Epigenetic targets for melatonin: induction of histone H3 hyperacetylation and gene expression in C17.2 neural stem cells


Address reprint requests to Lennard P. Niles, Department of Psychiatry and Behavioral Neurosciences, McMaster University, HSC-4N77, 1200 Main Street West, Hamilton, Ontario L8N 3Z5, Canada.
E-mail: niles@mcmaster.ca


Abstract:  We have reported the induction of glial cell line-derived neurotrophic factor, a potent survival factor for dopaminergic neurons, in the C17.2 neural stem cell line following in vitro treatment with melatonin. Furthermore, we have detected the melatonin MT1 receptor in these cells. Given these findings and recent evidence that melatonin may play a role in cellular differentiation, we examined whether this indoleamine induces morphological and transcriptional changes suggestive of a neuronal phenotype in C17.2 cells.
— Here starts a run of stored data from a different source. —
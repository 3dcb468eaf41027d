use crate::cli::Cli;
use anyhow::{anyhow, Context, Result};
use chrono::NaiveDate;
use directories::{BaseDirs, ProjectDirs};
use figment::{
    providers::{Env, Format, Serialized, Toml},
    Figment,
};
use serde::{Deserialize, Serialize};
use std::path::{Path, PathBuf};

/// Settings merged from config files, environment and command line
#[derive(Debug, Deserialize, Serialize, Default)]
pub struct Config {
    /// GitHub token
    pub token: Option<String>,
    /// Target repository ("owner/name")
    pub repository: Option<String>,
    /// GitHub API base URL
    pub api_url: Option<String>,
    /// Catalog file; the bundled catalog is used when unset
    pub catalog: Option<PathBuf>,
    /// Due date for issue bodies (YYYY-MM-DD)
    pub due_date: Option<String>,
}

impl Config {
    pub fn load(config_path: Option<PathBuf>) -> Result<Self> {
        let mut figment = Figment::new().merge(Serialized::defaults(Config::default()));

        let explicit_path = config_path.as_deref();
        if let Some(path) = explicit_path {
            if !path.exists() {
                return Err(anyhow!("Config file not found: {}", path.display()));
            }
        }

        for path in config_paths(explicit_path) {
            if path.exists() {
                figment = figment.merge(Toml::file(path));
            }
        }

        figment = figment.merge(
            Env::prefixed("ISSUE_SEED_").only(&["token", "repository", "api_url", "catalog", "due_date"]),
        );

        figment
            .extract()
            .map_err(|e| anyhow!("Failed to load config: {}", e))
    }

    /// Command line flags (and the env vars clap reads for them) win over everything else
    pub fn merge_with_cli(&mut self, cli: &Cli) {
        if let Some(token) = &cli.remote.token {
            self.token = Some(token.clone());
        }
        if let Some(repo) = &cli.remote.repo {
            self.repository = Some(repo.clone());
        }
        if let Some(url) = &cli.remote.api_url {
            self.api_url = Some(url.clone());
        }
        if let Some(catalog) = &cli.catalog {
            self.catalog = Some(catalog.clone());
        }
        if let Some(due_date) = &cli.due_date {
            self.due_date = Some(due_date.clone());
        }
    }

    pub fn require_token(&self) -> Result<&str> {
        self.token
            .as_deref()
            .filter(|t| !t.trim().is_empty())
            .ok_or_else(|| {
                anyhow!(
                    "GITHUB_TOKEN environment variable not set. Usage: export GITHUB_TOKEN=your_token"
                )
            })
    }

    pub fn parsed_due_date(&self) -> Result<Option<NaiveDate>> {
        self.due_date
            .as_deref()
            .map(|raw| {
                NaiveDate::parse_from_str(raw.trim(), "%Y-%m-%d")
                    .with_context(|| format!("Invalid due date '{}'. Expected YYYY-MM-DD", raw))
            })
            .transpose()
    }
}

fn config_paths(explicit: Option<&Path>) -> Vec<PathBuf> {
    let mut paths = Vec::new();

    if let Some(path) = explicit {
        paths.push(path.to_path_buf());
        return paths;
    }

    if let Some(path) = get_project_config_path() {
        push_unique(&mut paths, path);
    }
    if let Some(path) = get_xdg_config_path() {
        push_unique(&mut paths, path);
    }
    if let Some(path) = get_local_config_path() {
        push_unique(&mut paths, path);
    }

    paths
}

fn push_unique(paths: &mut Vec<PathBuf>, path: PathBuf) {
    if !paths.contains(&path) {
        paths.push(path);
    }
}

fn get_project_config_path() -> Option<PathBuf> {
    ProjectDirs::from("", "", "issue-seed").map(|d| d.config_dir().join("config.toml"))
}

fn get_xdg_config_path() -> Option<PathBuf> {
    if let Some(dir) = std::env::var_os("XDG_CONFIG_HOME") {
        return Some(PathBuf::from(dir).join("issue-seed").join("config.toml"));
    }

    BaseDirs::new().map(|dirs| {
        dirs.home_dir()
            .join(".config")
            .join("issue-seed")
            .join("config.toml")
    })
}

fn get_local_config_path() -> Option<PathBuf> {
    std::env::current_dir()
        .ok()
        .map(|dir| dir.join(".issue-seed.toml"))
}

#[cfg(test)]
mod tests {
    use super::*;
    use clap::Parser;

    #[test]
    fn explicit_missing_file_is_an_error() {
        let err = Config::load(Some(PathBuf::from("/no/such/config.toml"))).unwrap_err();
        assert!(err.to_string().contains("Config file not found"));
    }

    #[test]
    fn explicit_file_is_read() {
        let dir = tempfile::tempdir().unwrap();
        let path = dir.path().join("config.toml");
        std::fs::write(
            &path,
            "repository = \"owner/repo\"\ndue_date = \"2026-01-15\"\n",
        )
        .unwrap();

        let config = Config::load(Some(path)).unwrap();
        assert_eq!(config.repository.as_deref(), Some("owner/repo"));
        assert_eq!(
            config.parsed_due_date().unwrap(),
            NaiveDate::from_ymd_opt(2026, 1, 15)
        );
    }

    #[test]
    fn cli_overrides_config() {
        let mut config = Config {
            repository: Some("owner/from-file".to_string()),
            ..Config::default()
        };
        let cli = Cli::parse_from([
            "issue-seed",
            "--repo",
            "owner/from-cli",
            "--token",
            "t0ken",
            "--due-date",
            "2030-02-01",
        ]);

        config.merge_with_cli(&cli);

        assert_eq!(config.repository.as_deref(), Some("owner/from-cli"));
        assert_eq!(config.require_token().unwrap(), "t0ken");
        assert_eq!(config.due_date.as_deref(), Some("2030-02-01"));
    }

    #[test]
    fn blank_token_counts_as_missing() {
        let config = Config {
            token: Some("  ".to_string()),
            ..Config::default()
        };
        let err = config.require_token().unwrap_err();
        assert!(err.to_string().contains("GITHUB_TOKEN"));
    }

    #[test]
    fn malformed_due_date_is_rejected() {
        let config = Config {
            due_date: Some("31-12-2025".to_string()),
            ..Config::default()
        };
        assert!(config.parsed_due_date().is_err());
    }
}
Moreover, in order to extend preliminary evidence of a potential role for melatonin in epigenetic modulation, its effects on the mRNA expression of several histone deacetylase (HDAC) isoforms and on histone acetylation were examined. Physiological concentrations of melatonin (nanomolar range) increased neurite-like extensions and induced mRNA expression of the neural stem cell marker, nestin, the early neuronal marker β-III-tubulin and the orphan nuclear receptor nurr1 in C17.2 cells. The indoleamine also significantly increased mRNA expression for various HDAC isoforms, including HDAC3, HDAC5, and HDAC7. Importantly, treatment with melatonin for 24 hr caused a significant increase in histone H3 acetylation, which is associated with chromatin remodeling and gene transcription. Since the melatonin MT2 receptor was not detected in C17.2 cells, it is likely that the MT1 receptor is involved in mediating these physiological effects of melatonin. These findings suggest novel roles for melatonin in stem cell differentiation and epigenetic modulation of gene transcription.